‘Bi-Partisan Legislation Aims to Restore Integrity to Corporate Bankruptcy’

By Cliff White1

Last week, Justin Ellis of MoloLamken LLP wrote an excellent analysis in this space on the recently decided Multi-Color Corp. bankruptcy venue decision.2 In his opinion, Bankruptcy Judge Michael Kaplan approved venue in the district of New Jersey based solely on a bank account opened in the name of a shell affiliate funded on the eve of filing. None of the 56 debtors had any other known connections with New Jersey. Judge Kaplan agreed with creditors and the U.S. Trustee that the debtors manufactured their own venue and that did not “sit right” with the judge either. But the judge concluded only Congress can fix the problem.

In throwing in the towel on trying to police cynical manipulation of the law, Judge Kaplan put the definitive exclamation point on the demise of bankruptcy venue statutes. Loopholes have swallowed the statute. As seen in such infamous cases as Sorrento Pharmaceuticals (S.D. Tex.),3 Sysorex Government Services (S.D.N.Y.),4 and many others, a handful of big-case chapter 11 lawyers can select their judge and district by opening a bank account (even just by paying a lawyer’s retainer in the favored jurisdiction), incorporating an affiliate at the last minute, opening a post office box, or engaging in countless other shenanigans.

Although there is a lot to disagree with in Judge Kaplan’s opinion — such as reading legislative inaction as Congressional consent (DOJ historically rejects such use of legislative history), taking a narrow reading of the “interests of justice” standard to exclude consideration of the integrity of the bankruptcy system, and reaching a perplexing conclusion that it was too late to consider discretionary transfer even though venue objections were raised before the first day hearings – he issued a clear challenge to Congress.

Representatives Zoe Lofgren (D-Ca.) and Ben Cline (R-Va.) met the challenge last Thursday by introducing bi-partisan bankruptcy venue reform legislation. The bill has been introduced before, but a bevy of recent egregious actions by corporate insiders to disenfranchise smaller creditors and larger disfavored creditor groups have galvanized reform efforts.

The Bankruptcy Venue Reform Act5 (H.R. 8111) contains four key features:

(1) A company can only file chapter 11 where it has its principal place of business or principal assets. In a change from existing law, mere incorporation in a favored venue will not be enough. And a company will generally be bound by its declaration of principal place of business made in SEC filings.

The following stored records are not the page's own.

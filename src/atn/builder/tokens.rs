//! Token type assignment.
//!
//! Types are handed out in definition order starting at 1. A lexer rule whose
//! only alternative is a single string literal (`PLUS: '+';`) makes that literal
//! an alias of its token type.

use indexmap::IndexMap;

use crate::atn::model::{MIN_USER_TOKEN_TYPE, TOKEN_EOF, TOKEN_INVALID, Vocabulary};

#[derive(Debug, Clone, Default)]
pub(crate) struct TokenTypes {
    by_name: IndexMap<String, i32>,
    by_literal: IndexMap<String, i32>,
    literal_names: Vec<Option<String>>,
    symbolic_names: Vec<Option<String>>,
}

impl TokenTypes {
    pub fn new() -> Self {
        Self {
            literal_names: vec![None],
            symbolic_names: vec![None],
            ..Self::default()
        }
    }

    /// Starts from an existing vocabulary (`tokenVocab`).
    pub fn from_vocabulary(vocabulary: &Vocabulary) -> Self {
        let mut types = Self::new();
        let max = vocabulary.max_token_type();
        for token_type in MIN_USER_TOKEN_TYPE..=max {
            types.ensure_slot(token_type);
            if let Some(name) = vocabulary.symbolic_name(token_type) {
                types.by_name.entry(name.to_string()).or_insert(token_type);
                types.symbolic_names[token_type as usize] = Some(name.to_string());
            }
            if let Some(literal) = vocabulary.literal_name(token_type) {
                types.by_literal.entry(literal.to_string()).or_insert(token_type);
                types.literal_names[token_type as usize] = Some(literal.to_string());
            }
        }
        types
    }

    fn ensure_slot(&mut self, token_type: i32) {
        let needed = token_type as usize + 1;
        if self.literal_names.len() < needed {
            self.literal_names.resize(needed, None);
            self.symbolic_names.resize(needed, None);
        }
    }

    pub fn max_token_type(&self) -> i32 {
        self.literal_names.len() as i32 - 1
    }

    fn next_type(&mut self) -> i32 {
        let token_type = (self.max_token_type() + 1).max(MIN_USER_TOKEN_TYPE);
        self.ensure_slot(token_type);
        token_type
    }

    /// Defines a named token if it is not known yet and returns its type.
    pub fn define_name(&mut self, name: &str) -> i32 {
        if let Some(existing) = self.by_name.get(name) {
            return *existing;
        }
        let token_type = self.next_type();
        self.by_name.insert(name.to_string(), token_type);
        self.symbolic_names[token_type as usize] = Some(name.to_string());
        token_type
    }

    /// Defines an implicit token (`T__0`) for a literal: named, but without a
    /// symbolic name in the vocabulary.
    pub fn define_implicit(&mut self, name: &str, literal: &str) -> i32 {
        let token_type = self.next_type();
        self.by_name.insert(name.to_string(), token_type);
        self.alias_literal(literal, token_type);
        token_type
    }

    /// Makes `literal` an alias of `token_type` unless the literal already has one.
    pub fn alias_literal(&mut self, literal: &str, token_type: i32) {
        if self.by_literal.contains_key(literal) || token_type < MIN_USER_TOKEN_TYPE {
            return;
        }
        self.ensure_slot(token_type);
        self.by_literal.insert(literal.to_string(), token_type);
        self.literal_names[token_type as usize] = Some(literal.to_string());
    }

    pub fn name_type(&self, name: &str) -> Option<i32> {
        if name == "EOF" {
            return Some(TOKEN_EOF);
        }
        self.by_name.get(name).copied()
    }

    pub fn literal_type(&self, literal: &str) -> Option<i32> {
        self.by_literal.get(literal).copied()
    }

    /// Type of a token reference or literal, `0` when unknown.
    pub fn type_of(&self, text: &str) -> i32 {
        let found = if text.starts_with('\'') {
            self.literal_type(text)
        } else {
            self.name_type(text)
        };
        found.unwrap_or(TOKEN_INVALID)
    }

    pub fn vocabulary(&self) -> Vocabulary {
        Vocabulary::new(self.literal_names.clone(), self.symbolic_names.clone())
    }
}

#[cfg(test)]
mod tests {
    use super::*;

    #[test]
    fn test_types_are_sequential_and_stable() {
        let mut types = TokenTypes::new();
        assert_eq!(types.define_name("A"), 1);
        assert_eq!(types.define_implicit("T__0", "'x'"), 2);
        assert_eq!(types.define_name("A"), 1);
        types.alias_literal("'a'", 1);
        assert_eq!(types.type_of("'a'"), 1);
        assert_eq!(types.type_of("'x'"), 2);
        assert_eq!(types.type_of("T__0"), 2);
        assert_eq!(types.type_of("EOF"), TOKEN_EOF);
        assert_eq!(types.type_of("Nope"), TOKEN_INVALID);

        let vocabulary = types.vocabulary();
        assert_eq!(vocabulary.symbolic_name(2), None);
        assert_eq!(vocabulary.literal_name(2), Some("'x'"));
        assert_eq!(vocabulary.max_token_type(), 2);
    }

    #[test]
    fn test_from_vocabulary_continues_numbering() {
        let vocabulary = Vocabulary::new(
            vec![None, Some("'+'".into())],
            vec![None, Some("PLUS".into()), Some("ID".into())],
        );
        let mut types = TokenTypes::from_vocabulary(&vocabulary);
        assert_eq!(types.type_of("ID"), 2);
        assert_eq!(types.type_of("'+'"), 1);
        assert_eq!(types.define_name("NEW"), 3);
    }
}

(2) The current exception that allows all affiliates to file in the same district will be dramatically narrowed. Under the bill, the debtor with connections to the district where the case is filed generally must own the other filing affiliates. Also, changes to ownership and control made within one year before filing or for the purpose of establishing venue will not be recognized. This should end the increasingly common practice of using a newly created company or bringing a shell company out of mothballs to establish venue.

(3) Manipulation of principal assets will similarly be restricted by excluding transactions made within one year or for the purpose of establishing venue. Importantly, principal assets will generally exclude cash. That will prevent a mere bank account or payment into a law firm retainer account from qualifying as a principal asset to evade the venue requirements.

(4) Courts must police the venue rules more strictly by immediately dismissing or transferring improperly filed cases and holding hearings within 14 days after objections after filed. This will end delaying tactics that are then disingenuously used to justify retaining the case in the wrong jurisdiction, as was done in Multi-Color and many other cases.

Taken together with other provisions of the bill, the legislation should vastly curtail the increasingly brazen judge and forum-shopping by debtor lawyers who control the biggest cases and currently dangle the carrot of future filings of headliner cases which bring prestige to local courts and lots of money to the local lawyers. Now maybe some of the districts that have lost mega-cases to magnet districts will receive their proper share of filings, too.6

Copyright Creditor Rights Coalition 2026


1 Cliff White was the head of the Justice Department bankruptcy “watchdog,” the U.S. Trustee Program, for 17 years until his retirement in 2022.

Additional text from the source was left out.